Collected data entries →
———

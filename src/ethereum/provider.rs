// Ethers-backed chain adapter
//
// JSON-RPC reads through `Provider<Http>`; hashing and ABI work is delegated
// to `EthersCrypto`.

use std::sync::Arc;

use anyhow::{Context, Result};
use async_trait::async_trait;
use ethers::abi::{Abi, Token};
use ethers::providers::{Http, Middleware, Provider};
use ethers::types::{Address, Bytes, TransactionRequest, H256};
use serde_json::Value;

use super::{ChainConfig, ChainOps, CryptoOps, EthersCrypto};

/// Interface to an EVM JSON-RPC endpoint
#[derive(Debug, Clone)]
pub struct EthersAdapter {
    provider: Arc<Provider<Http>>,
    crypto: EthersCrypto,
}

impl EthersAdapter {
    /// Create a new adapter for `rpc_url`
    pub fn new(rpc_url: &str) -> Result<Self> {
        let provider = Provider::<Http>::try_from(rpc_url)
            .with_context(|| format!("Invalid RPC URL: {}", rpc_url))?;
        Ok(Self {
            provider: Arc::new(provider),
            crypto: EthersCrypto,
        })
    }

    pub fn for_chain(chain: &ChainConfig) -> Result<Self> {
        Self::new(&chain.rpc_url)
    }

    pub fn provider(&self) -> Arc<Provider<Http>> {
        self.provider.clone()
    }
}

impl CryptoOps for EthersAdapter {
    fn keccak256(&self, data: &[u8]) -> H256 {
        self.crypto.keccak256(data)
    }

    fn encode_abi_parameters(&self, tokens: &[Token]) -> Vec<u8> {
        self.crypto.encode_abi_parameters(tokens)
    }

    fn checksum_address(&self, address: &Address) -> String {
        self.crypto.checksum_address(address)
    }

    fn encode_function_data(&self, abi: &Abi, function: &str, args: &[Value]) -> Result<Bytes> {
        self.crypto.encode_function_data(abi, function, args)
    }

    fn decode_function_result(&self, abi: &Abi, function: &str, data: &[u8]) -> Result<Vec<Token>> {
        self.crypto.decode_function_result(abi, function, data)
    }
}

#[async_trait]
impl ChainOps for EthersAdapter {
    async fn get_code(&self, address: Address) -> Result<Bytes> {
        self.provider
            .get_code(address, None)
            .await
            .with_context(|| format!("eth_getCode failed for {:?}", address))
    }

    async fn get_storage_at(&self, address: Address, slot: H256) -> Result<H256> {
        self.provider
            .get_storage_at(address, slot, None)
            .await
            .with_context(|| format!("eth_getStorageAt failed for {:?} slot {:?}", address, slot))
    }

    async fn call(&self, to: Address, data: Bytes) -> Result<Bytes> {
        let tx = TransactionRequest::new().to(to).data(data);
        self.provider
            .call(&tx.into(), None)
            .await
            .with_context(|| format!("eth_call failed for {:?}", to))
    }
}
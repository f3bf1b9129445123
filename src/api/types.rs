// API Types for Integrity Verify
//
// Inputs describing what to verify and the result records produced for each
// contract and for a whole batch.

use std::collections::BTreeMap;

use chrono::{DateTime, Utc};
use common::CheckStatus;
use ethers::types::Address;
use serde::{Deserialize, Serialize};
use serde_json::Value;

use crate::bytecode::{
    AbiComparisonResult, ArgsValidation, BytecodeComparisonResult, ConstructorArgs, DefinitiveBytecodeResult,
    GroupedImmutableDifference, ImmutableValuesResult, LinkedLibraryResult,
};
use crate::compare::Comparison;
use crate::ethereum::ChainConfig;
use crate::storage::{NamespaceConfig, NamespaceResult, SlotConfig, SlotResult, StoragePathConfig, StoragePathResult};

/// A deployed contract to verify
#[derive(Debug, Clone, Serialize, Deserialize)]
#[serde(rename_all = "camelCase")]
pub struct ContractConfig {
    /// Display name
    pub name: String,

    /// Key into the configured chains
    pub chain: String,

    /// Deployed address (the proxy address for proxies)
    pub address: Address,

    /// Artifact identifier handed to the artifact source
    pub artifact_file: String,

    /// Follow the EIP-1967 implementation slot before comparing bytecode
    #[serde(default)]
    pub is_proxy: bool,

    #[serde(default, skip_serializing_if = "Option::is_none")]
    pub constructor_args: Option<ConstructorArgs>,

    /// Expected immutable values by name
    #[serde(default, skip_serializing_if = "Option::is_none")]
    pub immutable_values: Option<BTreeMap<String, Value>>,

    /// Deployed library addresses, keyed by `sourcePath:LibraryName` or bare library name
    #[serde(default, skip_serializing_if = "Option::is_none")]
    pub linked_libraries: Option<BTreeMap<String, String>>,

    #[serde(default, skip_serializing_if = "Option::is_none")]
    pub state_verification: Option<StateVerificationConfig>,
}

impl ContractConfig {
    pub fn new(name: impl Into<String>, chain: impl Into<String>, address: Address, artifact_file: impl Into<String>) -> Self {
        Self {
            name: name.into(),
            chain: chain.into(),
            address,
            artifact_file: artifact_file.into(),
            is_proxy: false,
            constructor_args: None,
            immutable_values: None,
            linked_libraries: None,
            state_verification: None,
        }
    }
}

/// State checks to run against a contract
#[derive(Debug, Clone, Default, Serialize, Deserialize)]
#[serde(rename_all = "camelCase")]
pub struct StateVerificationConfig {
    #[serde(default, skip_serializing_if = "Vec::is_empty")]
    pub view_calls: Vec<ViewCallConfig>,

    #[serde(default, skip_serializing_if = "Vec::is_empty")]
    pub namespaces: Vec<NamespaceConfig>,

    #[serde(default, skip_serializing_if = "Vec::is_empty")]
    pub slots: Vec<SlotConfig>,

    #[serde(default, skip_serializing_if = "Vec::is_empty")]
    pub storage_paths: Vec<StoragePathConfig>,

    /// Schema identifier used to resolve `storage_paths`
    #[serde(default, skip_serializing_if = "Option::is_none")]
    pub schema_file: Option<String>,
}

impl StateVerificationConfig {
    /// Number of top-level checks configured
    pub fn check_count(&self) -> usize {
        self.view_calls.len() + self.namespaces.len() + self.slots.len() + self.storage_paths.len()
    }
}

/// A read-only function call and its expected result
#[derive(Debug, Clone, Serialize, Deserialize)]
pub struct ViewCallConfig {
    pub function: String,

    #[serde(default, skip_serializing_if = "Vec::is_empty")]
    pub params: Vec<Value>,

    pub expected: Value,

    #[serde(default)]
    pub comparison: Comparison,
}

#[derive(Debug, Clone, Serialize, Deserialize)]
pub struct ViewCallResult {
    pub function: String,
    pub expected: Value,
    #[serde(default, skip_serializing_if = "Option::is_none")]
    pub actual: Option<Value>,
    pub status: CheckStatus,
    pub message: String,
}

/// Outcome of every state check of one contract
#[derive(Debug, Clone, Serialize, Deserialize)]
#[serde(rename_all = "camelCase")]
pub struct StateVerificationResult {
    pub status: CheckStatus,
    pub message: String,
    #[serde(default, skip_serializing_if = "Vec::is_empty")]
    pub view_call_results: Vec<ViewCallResult>,
    #[serde(default, skip_serializing_if = "Vec::is_empty")]
    pub namespace_results: Vec<NamespaceResult>,
    #[serde(default, skip_serializing_if = "Vec::is_empty")]
    pub slot_results: Vec<SlotResult>,
    #[serde(default, skip_serializing_if = "Vec::is_empty")]
    pub storage_path_results: Vec<StoragePathResult>,
}

impl StateVerificationResult {
    /// Statuses of every top-level state check in configuration order
    pub fn statuses(&self) -> Vec<CheckStatus> {
        self.view_call_results
            .iter()
            .map(|r| r.status)
            .chain(self.namespace_results.iter().map(|r| r.status))
            .chain(self.slot_results.iter().map(|r| r.status))
            .chain(self.storage_path_results.iter().map(|r| r.status))
            .collect()
    }
}

/// Overall verdict for one contract within a batch
#[derive(Debug, Clone, Copy, PartialEq, Eq, Serialize, Deserialize)]
#[serde(rename_all = "lowercase")]
pub enum ContractOutcome {
    Passed,
    Failed,
    Warnings,
    Skipped,
}

/// Everything learned about one contract
#[derive(Debug, Clone, Serialize, Deserialize)]
#[serde(rename_all = "camelCase")]
pub struct ContractVerificationResult {
    pub contract: ContractConfig,

    pub chain: ChainConfig,

    /// Address whose code was compared (the implementation for resolved proxies)
    #[serde(default, skip_serializing_if = "Option::is_none")]
    pub implementation_address: Option<Address>,

    #[serde(default, skip_serializing_if = "Option::is_none")]
    pub bytecode_result: Option<BytecodeComparisonResult>,

    #[serde(default, skip_serializing_if = "Option::is_none")]
    pub abi_result: Option<AbiComparisonResult>,

    #[serde(default, skip_serializing_if = "Option::is_none")]
    pub state_result: Option<StateVerificationResult>,

    #[serde(default, skip_serializing_if = "Option::is_none")]
    pub args_validation: Option<ArgsValidation>,

    #[serde(default, skip_serializing_if = "Option::is_none")]
    pub immutable_values_result: Option<ImmutableValuesResult>,

    #[serde(default, skip_serializing_if = "Option::is_none")]
    pub definitive_result: Option<DefinitiveBytecodeResult>,

    #[serde(default, skip_serializing_if = "Option::is_none")]
    pub grouped_immutables: Option<Vec<GroupedImmutableDifference>>,

    #[serde(default, skip_serializing_if = "Option::is_none")]
    pub linked_libraries_result: Option<Vec<LinkedLibraryResult>>,

    /// Fatal error that stopped verification of this contract
    #[serde(default, skip_serializing_if = "Option::is_none")]
    pub error: Option<String>,
}

impl ContractVerificationResult {
    pub fn new(contract: ContractConfig, chain: ChainConfig) -> Self {
        Self {
            contract,
            chain,
            implementation_address: None,
            bytecode_result: None,
            abi_result: None,
            state_result: None,
            args_validation: None,
            immutable_values_result: None,
            definitive_result: None,
            grouped_immutables: None,
            linked_libraries_result: None,
            error: None,
        }
    }

    /// Statuses of the sub-checks that ran
    fn check_statuses(&self) -> Vec<CheckStatus> {
        let mut statuses = Vec::new();
        if let Some(bytecode) = &self.bytecode_result {
            statuses.push(bytecode.status);
        }
        if let Some(abi) = &self.abi_result {
            statuses.push(abi.status);
        }
        if let Some(state) = &self.state_result {
            statuses.push(state.status);
        }
        if let Some(libraries) = &self.linked_libraries_result {
            statuses.extend(libraries.iter().map(|library| library.status));
        }
        statuses
    }

    /// Aggregates sub-check statuses into a batch verdict.
    ///
    /// A recorded error or any failed check fails the contract; otherwise any
    /// warning wins; a contract where nothing but skips ran is skipped.
    pub fn outcome(&self) -> ContractOutcome {
        if self.error.is_some() {
            return ContractOutcome::Failed;
        }

        let statuses = self.check_statuses();
        if statuses.iter().any(CheckStatus::is_fail) {
            ContractOutcome::Failed
        } else if statuses.contains(&CheckStatus::Warn) {
            ContractOutcome::Warnings
        } else if statuses.iter().all(|status| *status == CheckStatus::Skip) {
            ContractOutcome::Skipped
        } else {
            ContractOutcome::Passed
        }
    }

    /// Labelled messages of the sub-checks that failed or errored
    pub fn failures(&self) -> Vec<(&'static str, String)> {
        let mut failures = Vec::new();
        if let Some(error) = &self.error {
            failures.push(("Error", error.clone()));
        }
        if let Some(bytecode) = self.bytecode_result.as_ref().filter(|r| r.status.is_fail()) {
            failures.push(("Bytecode", bytecode.message.clone()));
        }
        if let Some(abi) = self.abi_result.as_ref().filter(|r| r.status.is_fail()) {
            failures.push(("ABI", abi.message.clone()));
        }
        if let Some(state) = self.state_result.as_ref().filter(|r| r.status.is_fail()) {
            failures.push(("State", state.message.clone()));
        }
        for library in self.linked_libraries_result.iter().flatten().filter(|r| r.status.is_fail()) {
            failures.push(("Library", library.message.clone()));
        }
        failures
    }
}

/// Result of a batch run
#[derive(Debug, Clone, Serialize, Deserialize)]
pub struct VerificationSummary {
    /// When the batch finished
    pub timestamp: DateTime<Utc>,
    pub total: usize,
    pub passed: usize,
    pub failed: usize,
    pub warnings: usize,
    pub skipped: usize,
    pub results: Vec<ContractVerificationResult>,
}

impl VerificationSummary {
    pub fn new(total: usize) -> Self {
        Self {
            timestamp: Utc::now(),
            total,
            passed: 0,
            failed: 0,
            warnings: 0,
            skipped: 0,
            results: Vec::new(),
        }
    }

    /// Counts `result` under its outcome and keeps it
    pub fn record(&mut self, result: ContractVerificationResult) {
        match result.outcome() {
            ContractOutcome::Passed => self.passed += 1,
            ContractOutcome::Failed => self.failed += 1,
            ContractOutcome::Warnings => self.warnings += 1,
            ContractOutcome::Skipped => self.skipped += 1,
        }
        self.results.push(result);
    }

    pub fn all_passed(&self) -> bool {
        self.failed == 0
    }

    /// Results whose outcome is `Failed`
    pub fn failed_results(&self) -> impl Iterator<Item = &ContractVerificationResult> {
        self.results
            .iter()
            .filter(|result| result.outcome() == ContractOutcome::Failed)
    }
}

———

DIRECTIONS FOR THIS TASK → Starting at the first line of the records above, please copy every line exactly through the line containing "pub fn provider(&self)", and stop there.

SOLUTION TO THIS TASK →
filename src/ethereum/provider.rs
// Ethers-backed chain adapter
//
// JSON-RPC reads through `Provider<Http>`; hashing and ABI work is delegated
// to `EthersCrypto`.

use std::sync::Arc;

use anyhow::{Context, Result};
use async_trait::async_trait;
use ethers::abi::{Abi, Token};
use ethers::providers::{Http, Middleware, Provider};
use ethers::types::{Address, Bytes, TransactionRequest, H256};
use serde_json::Value;

use super::{ChainConfig, ChainOps, CryptoOps, EthersCrypto};

/// Interface to an EVM JSON-RPC endpoint
#[derive(Debug, Clone)]
pub struct EthersAdapter {
    provider: Arc<Provider<Http>>,
    crypto: EthersCrypto,
}

impl EthersAdapter {
    /// Create a new adapter for `rpc_url`
    pub fn new(rpc_url: &str) -> Result<Self> {
        let provider = Provider::<Http>::try_from(rpc_url)
            .with_context(|| format!("Invalid RPC URL: {}", rpc_url))?;
        Ok(Self {
            provider: Arc::new(provider),
            crypto: EthersCrypto,
        })
    }

    pub fn for_chain(chain: &ChainConfig) -> Result<Self> {
        Self::new(&chain.rpc_url)
    }

    pub fn provider(&self) -> Arc<Provider<Http>> {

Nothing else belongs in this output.